**Task details:** The expected output is exactly the lines below, starting at the line with "or store it." and ending at the line with "fn eq(&self, other: &Self)", both included; no other line belongs in it.
-------- Provided material
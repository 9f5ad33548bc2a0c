//! Main entry point for the dispatch service.
//!
//! This binary wires the engine together from configuration: a storage
//! backend, a payment gateway provider and the notification fan-out, then
//! exposes the engine over the HTTP API until interrupted.

use clap::Parser;
use dispatch_config::Config;
use dispatch_core::DispatchEngine;
use dispatch_gateway::GatewayService;
use dispatch_notify::FanoutService;
use dispatch_storage::StorageService;
use futures::StreamExt;
use std::collections::HashMap;
use std::path::PathBuf;
use std::sync::Arc;

mod server;

/// Command-line arguments for the dispatch service.
#[derive(Parser, Debug)]
#[command(author, version, about, long_about = None)]
struct Args {
	/// Path to configuration file
	#[arg(short, long, default_value = "config.toml")]
	config: PathBuf,

	/// Log level (trace, debug, info, warn, error); RUST_LOG overrides,
	/// the config's service.log_level is the fallback
	#[arg(short, long)]
	log_level: Option<String>,
}

#[tokio::main]
async fn main() -> Result<(), Box<dyn std::error::Error>> {
	let args = Args::parse();

	let config_path = args
		.config
		.to_str()
		.ok_or("Configuration path is not valid UTF-8")?;
	let config = Config::from_file(config_path).await?;

	// Initialize tracing with env filter: RUST_LOG wins, then --log-level,
	// then the configured default.
	use tracing_subscriber::{fmt, EnvFilter};
	let default_directive = args
		.log_level
		.clone()
		.unwrap_or_else(|| config.service.log_level.clone());
	let env_filter =
		EnvFilter::try_from_default_env().unwrap_or_else(|_| EnvFilter::new(default_directive));
	fmt().with_env_filter(env_filter).with_target(true).init();

	tracing::info!(
		storage = %config.storage.backend,
		gateway = %config.gateway.provider,
		currency = %config.gateway.currency,
		"Loaded configuration"
	);

	let engine = Arc::new(build_engine(&config)?);

	// Drain the broadcast stream into structured logs so every committed
	// mutation is visible even with no dashboard attached.
	let mut events = engine.fanout().subscribe_broadcast();
	tokio::spawn(async move {
		while let Some(event) = events.next().await {
			tracing::info!(
				order_id = %event.order_id,
				kind = ?event.kind,
				status = %event.status,
				payment_status = %event.payment_status,
				"Order event"
			);
		}
	});

	if config.api.enabled {
		server::start_server(config, engine).await?;
	} else {
		tracing::warn!("API server disabled; waiting for shutdown signal");
		tokio::signal::ctrl_c().await?;
	}

	tracing::info!("Stopped dispatch service");
	Ok(())
}

/// Builds the engine from configuration.
///
/// The configured storage backend and gateway provider are looked up in the
/// registries each crate publishes, and their free-form config tables are
/// passed to the matching factory.
fn build_engine(config: &Config) -> Result<DispatchEngine, Box<dyn std::error::Error>> {
	let storage_factories: HashMap<&'static str, dispatch_storage::StorageFactory> =
		dispatch_storage::get_all_implementations().into_iter().collect();
	let storage_factory = storage_factories
		.get(config.storage.backend.as_str())
		.ok_or_else(|| format!("Unknown storage backend '{}'", config.storage.backend))?;
	let backend_config = config
		.storage
		.backends
		.get(&config.storage.backend)
		.ok_or_else(|| format!("Storage backend '{}' is not configured", config.storage.backend))?;
	let storage = Arc::new(StorageService::new(storage_factory(backend_config)?));

	let gateway_factories: HashMap<&'static str, dispatch_gateway::GatewayFactory> =
		dispatch_gateway::get_all_implementations().into_iter().collect();
	let gateway_factory = gateway_factories
		.get(config.gateway.provider.as_str())
		.ok_or_else(|| format!("Unknown gateway provider '{}'", config.gateway.provider))?;
	let provider_config = config
		.gateway
		.providers
		.get(&config.gateway.provider)
		.ok_or_else(|| format!("Gateway provider '{}' is not configured", config.gateway.provider))?;
	let gateway = Arc::new(GatewayService::new(
		gateway_factory(provider_config)?,
		config.gateway.currency.clone(),
		config.gateway.callback_url.clone(),
	));

	let fanout = Arc::new(FanoutService::new(
		config.notify.broadcast_capacity,
		config.notify.scope_capacity,
	));

	Ok(DispatchEngine::new(storage, gateway, fanout))
}
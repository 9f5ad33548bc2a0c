//! Mock payment gateway implementation for testing and development.
//!
//! Records every initialized charge in memory and reports it back on verify,
//! so reconciliation can be exercised without a live gateway. The reported
//! status and paid amount can be overridden through configuration to drive
//! failure and amount-mismatch paths in tests.

use crate::{GatewayError, GatewayInterface};
use async_trait::async_trait;
use dispatch_types::{
	ChargeRequest, CheckoutSession, ConfigSchema, GatewayTransaction, GatewayTxStatus,
	ValidationError,
};
use rust_decimal::Decimal;
use serde::{Deserialize, Serialize};
use std::collections::HashMap;
use tokio::sync::RwLock;

fn default_checkout_base_url() -> String {
	"https://checkout.mock.local/pay".to_string()
}

fn default_status() -> String {
	"success".to_string()
}

/// Configuration for the mock gateway provider.
#[derive(Debug, Clone, Serialize, Deserialize)]
pub struct MockGatewayConfig {
	/// Base URL returned in checkout sessions.
	#[serde(default = "default_checkout_base_url")]
	pub checkout_base_url: String,
	/// Status reported on verify: "success", "pending" or "failed".
	#[serde(default = "default_status")]
	pub status: String,
	/// Overrides the paid amount reported on verify. When unset, verify
	/// reports the amount the charge was initialized with.
	#[serde(default)]
	pub paid_amount_override: Option<Decimal>,
}

impl Default for MockGatewayConfig {
	fn default() -> Self {
		Self {
			checkout_base_url: default_checkout_base_url(),
			status: default_status(),
			paid_amount_override: None,
		}
	}
}

impl ConfigSchema for MockGatewayConfig {
	fn validate(&self, _config: &toml::Value) -> Result<(), ValidationError> {
		match self.status.as_str() {
			"success" | "pending" | "failed" => Ok(()),
			other => Err(ValidationError::InvalidValue {
				field: "status".to_string(),
				message: format!("unknown status '{}'", other),
			}),
		}
	}
}

/// Mock gateway implementation backed by an in-memory charge log.
pub struct MockGateway {
	config: MockGatewayConfig,
	/// Charges initialized through this instance, keyed by reference.
	charges: RwLock<HashMap<String, ChargeRequest>>,
}

impl MockGateway {
	/// Creates a new mock gateway with the given configuration.
	pub fn new(config: MockGatewayConfig) -> Self {
		Self {
			config,
			charges: RwLock::new(HashMap::new()),
		}
	}

	/// A mock that verifies every initialized charge as successfully paid
	/// for the initialized amount.
	pub fn succeeding() -> Self {
		Self::new(MockGatewayConfig::default())
	}

	/// A mock that reports the given paid amount regardless of what the
	/// charge was initialized with. Used to drive amount-mismatch paths.
	pub fn paying(paid_amount: Decimal) -> Self {
		Self::new(MockGatewayConfig {
			paid_amount_override: Some(paid_amount),
			..MockGatewayConfig::default()
		})
	}

	/// A mock whose transactions verify as failed.
	pub fn failing() -> Self {
		Self::new(MockGatewayConfig {
			status: "failed".to_string(),
			..MockGatewayConfig::default()
		})
	}
}

impl Default for MockGateway {
	fn default() -> Self {
		Self::succeeding()
	}
}

#[async_trait]
impl GatewayInterface for MockGateway {
	fn config_schema(&self) -> Box<dyn ConfigSchema> {
		Box::new(self.config.clone())
	}

	async fn initialize(&self, request: &ChargeRequest) -> Result<CheckoutSession, GatewayError> {
		let mut charges = self.charges.write().await;
		charges.insert(request.reference.clone(), request.clone());

		Ok(CheckoutSession {
			checkout_url: format!("{}/{}", self.config.checkout_base_url, request.reference),
			reference: request.reference.clone(),
		})
	}

	async fn verify(&self, reference: &str) -> Result<GatewayTransaction, GatewayError> {
		let charges = self.charges.read().await;
		let charge = charges
			.get(reference)
			.ok_or_else(|| GatewayError::Rejected(format!("Unknown reference '{}'", reference)))?;

		let status = match self.config.status.as_str() {
			"success" => GatewayTxStatus::Success,
			"pending" => GatewayTxStatus::Pending,
			_ => GatewayTxStatus::Failed,
		};

		Ok(GatewayTransaction {
			reference: reference.to_string(),
			status,
			amount: self.config.paid_amount_override.unwrap_or(charge.amount),
			currency: charge.currency.clone(),
		})
	}
}

/// Registry for the mock gateway implementation.
pub struct Registry;

impl dispatch_types::ImplementationRegistry for Registry {
	const NAME: &'static str = "mock";
	type Factory = crate::GatewayFactory;

	fn factory() -> Self::Factory {
		create_gateway
	}
}

impl crate::GatewayRegistry for Registry {}

/// Factory function to create a mock gateway from configuration.
///
/// Configuration parameters:
/// - `checkout_base_url`: URL prefix for checkout sessions (optional)
/// - `status`: verify status to report (default: "success")
/// - `paid_amount_override`: fixed paid amount to report (optional)
pub fn create_gateway(config: &toml::Value) -> Result<Box<dyn GatewayInterface>, GatewayError> {
	let mock_config: MockGatewayConfig = config
		.clone()
		.try_into()
		.map_err(|e| GatewayError::Configuration(format!("Invalid mock config: {}", e)))?;

	mock_config
		.validate(config)
		.map_err(|e| GatewayError::Configuration(e.to_string()))?;

	Ok(Box::new(MockGateway::new(mock_config)))
}
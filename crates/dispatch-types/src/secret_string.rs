//! Secure string type for sensitive configuration values.
//!
//! Gateway API keys arrive through configuration and must never leak into
//! logs, debug output or serialized config dumps. `SecretString` wraps them
//! in memory that is zeroed on drop and redacts every display path.

use serde::{Deserialize, Deserializer, Serialize, Serializer};
use std::fmt;
use zeroize::Zeroizing;

/// A string whose contents are zeroed on drop and redacted in output.
///
/// Use for API tokens and any other credential material carried in config.
#[derive(Clone)]
pub struct SecretString(Zeroizing<String>);

impl SecretString {
	/// Wraps an owned string.
	pub fn new(s: String) -> Self {
		Self(Zeroizing::new(s))
	}

	/// Exposes the secret value.
	///
	/// Call sites should keep the exposed slice short-lived and must not log
	/// or store it.
	pub fn expose_secret(&self) -> &str {
		&self.0
	}

	pub fn is_empty(&self) -> bool {
		self.0.is_empty()
	}
}

impl fmt::Debug for SecretString {
	fn fmt(&self, f: &mut fmt::Formatter<'_>) -> fmt::Result {
		write!(f, "SecretString(<redacted>)")
	}
}

impl fmt::Display for SecretString {
	fn fmt(&self, f: &mut fmt::Formatter<'_>) -> fmt::Result {
		write!(f, "<redacted>")
	}
}

impl From<String> for SecretString {
	fn from(s: String) -> Self {
		Self::new(s)
	}
}

impl From<&str> for SecretString {
	fn from(s: &str) -> Self {
		Self::new(s.to_string())
	}
}

impl PartialEq for SecretString {
	fn eq(&self, other: &Self) -> bool {
		self.0.as_str() == other.0.as_str()
	}
}

impl Eq for SecretString {}

// Serializing a secret always redacts; secrets only ever flow in.
impl Serialize for SecretString {
	fn serialize<S>(&self, serializer: S) -> Result<S::Ok, S::Error>
	where
		S: Serializer,
	{
		serializer.serialize_str("<redacted>")
	}
}

impl<'de> Deserialize<'de> for SecretString {
	fn deserialize<D>(deserializer: D) -> Result<Self, D::Error>
	where
		D: Deserializer<'de>,
	{
		let s = String::deserialize(deserializer)?;
		Ok(SecretString::new(s))
	}
}

#[cfg(test)]
mod tests {
	use super::*;

	#[test]
	fn debug_and_display_are_redacted() {
		let secret = SecretString::from("CHASECK_TEST-abc123");
		assert_eq!(format!("{:?}", secret), "SecretString(<redacted>)");
		assert_eq!(format!("{}", secret), "<redacted>");
	}

	#[test]
	fn expose_returns_the_inner_value() {
		let secret = SecretString::from("CHASECK_TEST-abc123");
		assert_eq!(secret.expose_secret(), "CHASECK_TEST-abc123");
		assert!(!secret.is_empty());
	}

	#[test]
	fn serialization_never_contains_the_value() {
		let secret = SecretString::from("CHASECK_TEST-abc123");
		let json = serde_json::to_string(&secret).unwrap();
		assert_eq!(json, "\"<redacted>\"");
	}

	#[test]
	fn equality_compares_contents() {
		assert_eq!(SecretString::from("k1"), SecretString::from("k1"));
		assert_ne!(SecretString::from("k1"), SecretString::from("k2"));
	}
}
//! In-memory storage backend implementation for the dispatch service.
//!
//! This module provides a memory-based implementation of the StorageInterface
//! trait, useful for testing and development scenarios where persistence is
//! not required.

use crate::{StorageError, StorageInterface};
use async_trait::async_trait;
use dispatch_types::{ConfigSchema, Schema, ValidationError};
use std::collections::HashMap;
use std::sync::Arc;
use tokio::sync::RwLock;

/// In-memory storage implementation.
///
/// This implementation stores data in a HashMap in memory, providing fast
/// access but no persistence across restarts. Check-and-insert runs under
/// the map's write lock, so it is atomic with respect to concurrent callers.
pub struct MemoryStorage {
	/// The in-memory store protected by a read-write lock.
	store: Arc<RwLock<HashMap<String, Vec<u8>>>>,
}

impl MemoryStorage {
	/// Creates a new MemoryStorage instance.
	pub fn new() -> Self {
		Self {
			store: Arc::new(RwLock::new(HashMap::new())),
		}
	}
}

impl Default for MemoryStorage {
	fn default() -> Self {
		Self::new()
	}
}

#[async_trait]
impl StorageInterface for MemoryStorage {
	async fn get_bytes(&self, key: &str) -> Result<Vec<u8>, StorageError> {
		let store = self.store.read().await;
		store.get(key).cloned().ok_or(StorageError::NotFound)
	}

	async fn set_bytes(&self, key: &str, value: Vec<u8>) -> Result<(), StorageError> {
		let mut store = self.store.write().await;
		store.insert(key.to_string(), value);
		Ok(())
	}

	async fn delete(&self, key: &str) -> Result<(), StorageError> {
		let mut store = self.store.write().await;
		store.remove(key);
		Ok(())
	}

	async fn exists(&self, key: &str) -> Result<bool, StorageError> {
		let store = self.store.read().await;
		Ok(store.contains_key(key))
	}

	async fn insert_if_absent(&self, key: &str, value: Vec<u8>) -> Result<bool, StorageError> {
		let mut store = self.store.write().await;
		if store.contains_key(key) {
			return Ok(false);
		}
		store.insert(key.to_string(), value);
		Ok(true)
	}

	async fn scan(&self, namespace: &str) -> Result<Vec<Vec<u8>>, StorageError> {
		let prefix = format!("{}:", namespace);
		let store = self.store.read().await;
		Ok(store
			.iter()
			.filter(|(key, _)| key.starts_with(&prefix))
			.map(|(_, value)| value.clone())
			.collect())
	}

	fn config_schema(&self) -> Box<dyn ConfigSchema> {
		Box::new(MemoryStorageSchema)
	}
}

/// Configuration schema for MemoryStorage.
pub struct MemoryStorageSchema;

impl ConfigSchema for MemoryStorageSchema {
	fn validate(&self, config: &toml::Value) -> Result<(), ValidationError> {
		// Memory storage has no required configuration
		let schema = Schema::new(vec![], vec![]);
		schema.validate(config)
	}
}

/// Registry for the memory storage implementation.
pub struct Registry;

impl dispatch_types::ImplementationRegistry for Registry {
	const NAME: &'static str = "memory";
	type Factory = crate::StorageFactory;

	fn factory() -> Self::Factory {
		create_storage
	}
}

impl crate::StorageRegistry for Registry {}

/// Factory function to create a memory storage backend from configuration.
///
/// Configuration parameters:
/// - None required for memory storage
pub fn create_storage(_config: &toml::Value) -> Result<Box<dyn StorageInterface>, StorageError> {
	Ok(Box::new(MemoryStorage::new()))
}
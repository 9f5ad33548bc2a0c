//! Chapa payment gateway implementation.
//!
//! Speaks the Chapa HTTP API: `POST /transaction/initialize` to open a
//! checkout session and `GET /transaction/verify/{reference}` to fetch the
//! authoritative transaction state. Authentication is a bearer secret key;
//! every request is bounded by the configured timeout.

use crate::{GatewayError, GatewayInterface};
use async_trait::async_trait;
use dispatch_types::{
	ChargeRequest, CheckoutSession, ConfigSchema, Field, FieldType, GatewayTransaction,
	GatewayTxStatus, Schema, SecretString, ValidationError,
};
use rust_decimal::Decimal;
use serde::Deserialize;
use std::time::Duration;

fn default_timeout_seconds() -> u64 {
	15
}

/// Configuration for the Chapa gateway provider.
#[derive(Debug, Clone, serde::Serialize, Deserialize)]
pub struct ChapaConfig {
	/// Base URL of the Chapa API, e.g. `https://api.chapa.co/v1`.
	pub api_url: String,
	/// Secret key presented as a bearer token.
	pub secret_key: SecretString,
	/// Request timeout in seconds.
	#[serde(default = "default_timeout_seconds")]
	pub timeout_seconds: u64,
}

/// Envelope wrapping every Chapa response.
#[derive(Debug, Deserialize)]
struct ChapaEnvelope<T> {
	status: String,
	#[serde(default)]
	message: Option<String>,
	data: Option<T>,
}

#[derive(Debug, Deserialize)]
struct ChapaCheckoutData {
	checkout_url: String,
}

#[derive(Debug, Deserialize)]
struct ChapaTransactionData {
	amount: Decimal,
	currency: String,
	tx_ref: String,
	status: String,
}

/// Chapa gateway provider.
pub struct ChapaGateway {
	config: ChapaConfig,
	client: reqwest::Client,
}

impl ChapaGateway {
	/// Creates a new ChapaGateway with a timeout-bounded HTTP client.
	pub fn new(config: ChapaConfig) -> Result<Self, GatewayError> {
		let client = reqwest::Client::builder()
			.timeout(Duration::from_secs(config.timeout_seconds))
			.build()
			.map_err(|e| GatewayError::Configuration(e.to_string()))?;

		Ok(Self { config, client })
	}

	fn bearer(&self) -> &str {
		self.config.secret_key.expose_secret()
	}
}

#[async_trait]
impl GatewayInterface for ChapaGateway {
	fn config_schema(&self) -> Box<dyn ConfigSchema> {
		Box::new(ChapaGatewaySchema)
	}

	async fn initialize(&self, request: &ChargeRequest) -> Result<CheckoutSession, GatewayError> {
		let url = format!("{}/transaction/initialize", self.config.api_url);
		let body = serde_json::json!({
			"amount": request.amount.to_string(),
			"currency": request.currency,
			"tx_ref": request.reference,
			"callback_url": request.callback_url,
		});

		let response = self
			.client
			.post(&url)
			.bearer_auth(self.bearer())
			.json(&body)
			.send()
			.await
			.map_err(|e| GatewayError::Network(e.to_string()))?;

		let status = response.status();
		let envelope: ChapaEnvelope<ChapaCheckoutData> = response
			.json()
			.await
			.map_err(|e| GatewayError::InvalidResponse(e.to_string()))?;

		if !status.is_success() || envelope.status != "success" {
			return Err(GatewayError::Rejected(
				envelope
					.message
					.unwrap_or_else(|| format!("HTTP {}", status)),
			));
		}

		let data = envelope
			.data
			.ok_or_else(|| GatewayError::InvalidResponse("Missing checkout data".to_string()))?;

		Ok(CheckoutSession {
			checkout_url: data.checkout_url,
			reference: request.reference.clone(),
		})
	}

	async fn verify(&self, reference: &str) -> Result<GatewayTransaction, GatewayError> {
		let url = format!("{}/transaction/verify/{}", self.config.api_url, reference);

		let response = self
			.client
			.get(&url)
			.bearer_auth(self.bearer())
			.send()
			.await
			.map_err(|e| GatewayError::Network(e.to_string()))?;

		let status = response.status();
		let envelope: ChapaEnvelope<ChapaTransactionData> = response
			.json()
			.await
			.map_err(|e| GatewayError::InvalidResponse(e.to_string()))?;

		if !status.is_success() {
			return Err(GatewayError::Rejected(
				envelope
					.message
					.unwrap_or_else(|| format!("HTTP {}", status)),
			));
		}

		let data = envelope
			.data
			.ok_or_else(|| GatewayError::InvalidResponse("Missing transaction data".to_string()))?;

		let tx_status = match data.status.as_str() {
			"success" => GatewayTxStatus::Success,
			"pending" => GatewayTxStatus::Pending,
			_ => GatewayTxStatus::Failed,
		};

		Ok(GatewayTransaction {
			reference: data.tx_ref,
			status: tx_status,
			amount: data.amount,
			currency: data.currency,
		})
	}
}

/// Configuration schema for ChapaGateway.
pub struct ChapaGatewaySchema;

impl ConfigSchema for ChapaGatewaySchema {
	fn validate(&self, config: &toml::Value) -> Result<(), ValidationError> {
		let schema = Schema::new(
			vec![
				Field::new("api_url", FieldType::String).with_validator(|v| {
					match v.as_str() {
						Some(s) if s.starts_with("http://") || s.starts_with("https://") => Ok(()),
						_ => Err("must be an http(s) URL".to_string()),
					}
				}),
				Field::new("secret_key", FieldType::String),
			],
			vec![Field::new(
				"timeout_seconds",
				FieldType::Integer {
					min: Some(1),
					max: Some(300),
				},
			)],
		);
		schema.validate(config)
	}
}

/// Registry for the Chapa gateway implementation.
pub struct Registry;

impl dispatch_types::ImplementationRegistry for Registry {
	const NAME: &'static str = "chapa";
	type Factory = crate::GatewayFactory;

	fn factory() -> Self::Factory {
		create_gateway
	}
}

impl crate::GatewayRegistry for Registry {}

/// Factory function to create a Chapa gateway from configuration.
///
/// Configuration parameters:
/// - `api_url`: Base URL of the Chapa API (required)
/// - `secret_key`: Bearer secret key (required)
/// - `timeout_seconds`: Request timeout (default: 15)
pub fn create_gateway(config: &toml::Value) -> Result<Box<dyn GatewayInterface>, GatewayError> {
	ChapaGatewaySchema
		.validate(config)
		.map_err(|e| GatewayError::Configuration(e.to_string()))?;

	let chapa_config: ChapaConfig = config
		.clone()
		.try_into()
		.map_err(|e| GatewayError::Configuration(format!("Invalid chapa config: {}", e)))?;

	Ok(Box::new(ChapaGateway::new(chapa_config)?))
}
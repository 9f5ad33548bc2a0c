//! Builders for constructing configurations programmatically.

pub mod config;

pub use config::ConfigBuilder;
----------------
**Response box:**
	/// or store it.
	pub fn expose_secret(&self) -> &str {
		&self.0
	}

	pub fn is_empty(&self) -> bool {
		self.0.is_empty()
	}
}

impl fmt::Debug for SecretString {
	fn fmt(&self, f: &mut fmt::Formatter<'_>) -> fmt::Result {
		write!(f, "SecretString(<redacted>)")
	}
}

impl fmt::Display for SecretString {
	fn fmt(&self, f: &mut fmt::Formatter<'_>) -> fmt::Result {
		write!(f, "<redacted>")
	}
}

impl From<String> for SecretString {
	fn from(s: String) -> Self {
		Self::new(s)
	}
}

impl From<&str> for SecretString {
	fn from(s: &str) -> Self {
		Self::new(s.to_string())
	}
}

impl PartialEq for SecretString {
	fn eq(&self, other: &Self) -> bool {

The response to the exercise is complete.